Van Gölü ile kuzey kıyısındaki Bitlis'in Adilcevaz ilçesinde bulunan 14 kilometrekarelik Arin Gölü'nde, sıcaklığa bağlı buharlaşmanın artması ve yağışların azalması ile birlikte ciddi su kayıpları yaşanıyor. 250 bin dönüm alana sahip Gülistan Ovası'nın da su ihtiyacının karşılandığı Arin Gölü, kuraklık nedeniyle günden güne küçülüyor. Flamingolar başta olmak üzere çok sayıda göçmen kuşa ev sahipliği yapan Arin Gölü ile ilgili konuşan BEÜ Rektörü Prof. Dr. Necmettin Elmastaş, buharlaşma ile yağış azlığının yanı sıra bilinçsizce kullanılan yer altı sularına dikkati çekti.
'BİLİNÇLİ TARIM YAPILSIN' ÇAĞRISI
Bölgedeki su seviyesinin geçmiş yıllara göre gözle görülür şekilde azaldığını ifade eden Prof. Dr. Elmastaş, bilinç tarım yapılması yönünde çağrı yaptı. Arin'in, Van Gölü ile tabandan birleşik olduğunu kaydeden Prof. Dr. Elmastaş, "Su seviyesinin azaldığı ya da yükseldiği zamanlarda, bu iki gölün birlikte hareket ettiğini görmekteyiz. Çünkü Arin Gölü'nün, alt tabandan Van Gölü ile bir bağlantısı var. Son yıllarda küresel ısınma ile birlikte hem Van hem de Arin Gölü'nde ciddi seviyede çekilme yaşanıyor" dedi.

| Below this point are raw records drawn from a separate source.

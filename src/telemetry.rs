//! # Telemetry
//!
//! Installs the global `tracing` subscriber.
//!
//! `RUST_LOG` wins over [`LoggingConfig::level`] when set. Output is either
//! human-readable or one JSON object per line.

use crate::application::error::InfrastructureError;
use crate::config::{LogFormat, LoggingConfig};
use tracing_subscriber::layer::SubscriberExt;
use tracing_subscriber::util::SubscriberInitExt;
use tracing_subscriber::{EnvFilter, fmt};

/// Installs the global subscriber described by `config`.
///
/// # Errors
///
/// Returns [`InfrastructureError::Configuration`] if the filter directive
/// does not parse or a global subscriber is already installed.
pub fn init_tracing(config: &LoggingConfig) -> Result<(), InfrastructureError> {
    let filter = env_filter(&config.level)?;
    let registry = tracing_subscriber::registry().with(filter);

    let installed = match config.format {
        LogFormat::Pretty => registry.with(fmt::layer().with_target(true)).try_init(),
        LogFormat::Json => registry
            .with(fmt::layer().json().with_current_span(true))
            .try_init(),
    };
    installed.map_err(|e| InfrastructureError::configuration(e.to_string()))
}

fn env_filter(level: &str) -> Result<EnvFilter, InfrastructureError> {
    let from_env = std::env::var(EnvFilter::DEFAULT_ENV).ok();
    build_filter(from_env.as_deref(), level)
}

/// A parseable `RUST_LOG` value wins; otherwise `level` must parse.
fn build_filter(from_env: Option<&str>, level: &str) -> Result<EnvFilter, InfrastructureError> {
    if let Some(filter) = from_env.and_then(|directives| EnvFilter::try_new(directives).ok()) {
        return Ok(filter);
    }
    EnvFilter::try_new(level).map_err(|e| {
        InfrastructureError::configuration(format!("logging.level `{level}`: {e}"))
    })
}

#[cfg(test)]
#[allow(clippy::unwrap_used)]
mod tests {
    use super::*;

    #[test]
    fn configured_directive_parses() {
        let filter = build_filter(None, "event_manager=debug,tower_http=info").unwrap();
        assert!(filter.to_string().contains("event_manager=debug"));
    }

    #[test]
    fn malformed_level_is_configuration_error() {
        let err = build_filter(None, "event_manager=loud").unwrap_err();
        assert!(matches!(err, InfrastructureError::Configuration(_)));
        assert!(err.to_string().contains("logging.level"));
    }

    #[test]
    fn environment_directives_take_precedence() {
        let filter = build_filter(Some("tower_http=trace"), "event_manager=loud").unwrap();
        assert!(filter.to_string().contains("tower_http=trace"));
    }

    #[test]
    fn malformed_environment_falls_back_to_level() {
        let filter = build_filter(Some("tower_http=loud"), "warn").unwrap();
        assert!(filter.to_string().contains("warn"));
    }
}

'VAN GÖLÜ HAVZASINI BESLEYEN KAYNAKLAR KESİLDİ'
Küresel ısınma ile birlikte yağış rejimlerinde ciddi değişiklikler olduğunu anlatan Prof. Dr. Elmastaş, "Daha önce çok fazla yağış alan bölgelerde kuraklaşma, kurak olan bölgelerde ise daha fazla yağışın olduğunu görüyoruz. Dolayısıyla Van Gölü havzasında, son yıllarda küresel ısınma ile birlikte genel olarak bir kuraklaşma olduğunu görüyoruz. Burada kuraklaşmayı meydana getiren en önemli faktör; havzaya düşen yağış miktarının yıllık olarak azalması ya da daha az düşmesidir. Seviyenin azalmasına neden olan diğer bir faktör de gölleri besleyen kaynaklara birtakım baraj ve bentlerin yapılması ve buraları besleyen suların tarımda kullanılmasıdır. Bu nedenle Van Gölü havzasını besleyen kaynaklar kesilmiş oluyor. Bu durum Van ile Arin Gölü'nün su seviyelerinin düşmesine neden olmaktadır" diye konuştu.
KURAKLIK EKOLOJİK RİSKİ DE BERABERİNDE GETİRİYOR
Yer altı sularının bilinçsiz kullanılması nedeniyle de bölgedeki su seviyesinin azaldığına dikkati çeken Prof. Dr. Elmastaş, "Özellikle Ahlat, Adilcevaz, Erciş ve diğer tarımsal alanlarda çok sayıda sondaj kuyularının ortaya çıktığını görüyoruz. Bunlarla birlikte yer altı su seviyesi, düşmeye başladı. Bu seviye düşünce, bazı kaynaklar da kuruma noktasına geldi" dedi. Özellikle son 2 yıldır Arin Gölü'nde ciddi kuraklaşma olduğunu ifade eden Prof. Dr. Elmastaş, şunları kaydetti: "Tabii bu kuraklık ile birlikte bazı göçmen kuşların yaşadığı alanlar, ekolojik anlamda bir riski de beraberinde getiriyor. Buralarda bazı kuşların ve canlı türlerinin artık yaşayamaz hale geldiğini görmekteyiz. Bu anlamda önemli risk ve problemle karşı karşıyayız. Bu nedenle tarım arazilerinde, özellikle yağmurlama ve damlama gibi modern sulama sistemlerinin kullanılması gerekmektedir. Tarımla uğraşan çiftçilerimiz de bir an önce damlama sulama sistemine geçmelidir. Aksi takdirde, özellikle flamingoların ve göçmen kuşların yaşam alanlarından biri olan doğal güzelliğimiz yok olma tehlikesiyle karşı karşıya kalacaktır." (DHA)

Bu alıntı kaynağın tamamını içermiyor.